Saved data entries
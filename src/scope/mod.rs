pub mod builder;
pub mod error;
pub mod sql;
pub mod types;

pub use builder::{strip_identity, ScopeFilterBuilder};
pub use error::{RecordError, ScopeError};
pub use sql::PredicateSql;
pub use types::{Operation, Predicate, ID_FIELD, LEGACY_ID_FIELD, ORGANIZATION_FIELD};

→ Prompt:
Produce a verbatim copy of the lines from the one holding "pub mod sql;" to the final line of the data, and nothing more.

→ Task answer:
pub mod sql;
pub mod types;

pub use builder::{strip_identity, ScopeFilterBuilder};
pub use error::{RecordError, ScopeError};
pub use sql::PredicateSql;
pub use types::{Operation, Predicate, ID_FIELD, LEGACY_ID_FIELD, ORGANIZATION_FIELD};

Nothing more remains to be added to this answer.